══ THE DATA ══

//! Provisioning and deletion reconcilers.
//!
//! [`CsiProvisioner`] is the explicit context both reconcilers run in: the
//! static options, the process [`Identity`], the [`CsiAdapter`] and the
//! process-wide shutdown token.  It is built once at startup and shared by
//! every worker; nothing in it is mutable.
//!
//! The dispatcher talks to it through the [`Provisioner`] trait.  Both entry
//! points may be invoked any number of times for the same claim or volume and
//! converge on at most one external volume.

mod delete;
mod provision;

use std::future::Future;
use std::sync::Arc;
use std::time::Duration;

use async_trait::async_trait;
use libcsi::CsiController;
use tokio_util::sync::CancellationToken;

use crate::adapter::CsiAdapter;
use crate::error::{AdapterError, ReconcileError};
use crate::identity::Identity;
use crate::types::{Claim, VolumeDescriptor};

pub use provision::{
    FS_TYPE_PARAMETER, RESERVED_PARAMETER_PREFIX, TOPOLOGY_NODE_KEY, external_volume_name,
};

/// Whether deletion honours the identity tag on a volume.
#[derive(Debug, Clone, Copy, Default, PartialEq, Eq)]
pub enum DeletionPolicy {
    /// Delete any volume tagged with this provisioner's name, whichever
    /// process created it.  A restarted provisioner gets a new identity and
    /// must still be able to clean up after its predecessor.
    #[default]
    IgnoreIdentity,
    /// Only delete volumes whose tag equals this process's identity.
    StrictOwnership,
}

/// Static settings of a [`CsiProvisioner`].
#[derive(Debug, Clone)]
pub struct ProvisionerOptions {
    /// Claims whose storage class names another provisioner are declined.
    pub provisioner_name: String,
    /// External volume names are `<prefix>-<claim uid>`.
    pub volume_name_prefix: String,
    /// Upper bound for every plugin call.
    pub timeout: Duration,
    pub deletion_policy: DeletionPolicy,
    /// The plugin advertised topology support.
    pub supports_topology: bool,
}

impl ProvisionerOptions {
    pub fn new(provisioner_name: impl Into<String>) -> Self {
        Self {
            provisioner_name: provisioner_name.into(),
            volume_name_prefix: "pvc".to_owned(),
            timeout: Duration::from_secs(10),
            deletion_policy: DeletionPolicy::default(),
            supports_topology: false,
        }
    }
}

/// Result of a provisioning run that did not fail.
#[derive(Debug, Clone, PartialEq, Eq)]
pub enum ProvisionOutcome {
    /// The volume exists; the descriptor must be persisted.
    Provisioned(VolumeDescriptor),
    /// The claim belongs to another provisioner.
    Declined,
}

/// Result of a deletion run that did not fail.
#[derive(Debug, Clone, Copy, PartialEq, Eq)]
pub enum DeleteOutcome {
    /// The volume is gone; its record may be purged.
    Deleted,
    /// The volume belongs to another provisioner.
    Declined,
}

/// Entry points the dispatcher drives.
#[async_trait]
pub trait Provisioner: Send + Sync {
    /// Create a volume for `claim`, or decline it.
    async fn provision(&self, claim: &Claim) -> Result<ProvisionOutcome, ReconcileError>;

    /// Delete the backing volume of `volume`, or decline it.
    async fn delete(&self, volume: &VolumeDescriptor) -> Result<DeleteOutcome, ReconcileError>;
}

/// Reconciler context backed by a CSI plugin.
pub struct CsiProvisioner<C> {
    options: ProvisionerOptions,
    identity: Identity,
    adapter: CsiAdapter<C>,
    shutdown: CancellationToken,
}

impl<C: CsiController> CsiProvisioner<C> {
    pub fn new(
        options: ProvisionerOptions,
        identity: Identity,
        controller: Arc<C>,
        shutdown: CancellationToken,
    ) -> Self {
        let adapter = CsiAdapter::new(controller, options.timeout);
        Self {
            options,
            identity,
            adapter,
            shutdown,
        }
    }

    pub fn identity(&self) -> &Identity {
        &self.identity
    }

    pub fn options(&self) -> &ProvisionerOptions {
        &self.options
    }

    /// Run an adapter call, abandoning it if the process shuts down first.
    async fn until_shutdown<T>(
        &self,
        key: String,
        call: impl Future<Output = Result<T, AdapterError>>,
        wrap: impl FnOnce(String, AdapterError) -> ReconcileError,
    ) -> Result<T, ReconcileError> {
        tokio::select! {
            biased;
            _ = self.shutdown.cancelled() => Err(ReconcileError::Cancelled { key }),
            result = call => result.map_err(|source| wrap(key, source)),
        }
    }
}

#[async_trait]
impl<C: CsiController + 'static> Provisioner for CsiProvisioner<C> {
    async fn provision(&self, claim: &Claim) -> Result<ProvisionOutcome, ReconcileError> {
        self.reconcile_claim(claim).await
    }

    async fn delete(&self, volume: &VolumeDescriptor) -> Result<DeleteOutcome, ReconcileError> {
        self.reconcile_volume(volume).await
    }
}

═══

● YOUR ASSIGNMENT
Go through the entries above and copy each line with "process" in it.

● RESULT
//! static options, the process [`Identity`], the [`CsiAdapter`] and the
//! process-wide shutdown token.  It is built once at startup and shared by
    /// process created it.  A restarted provisioner gets a new identity and
    /// Only delete volumes whose tag equals this process's identity.
    /// Run an adapter call, abandoning it if the process shuts down first.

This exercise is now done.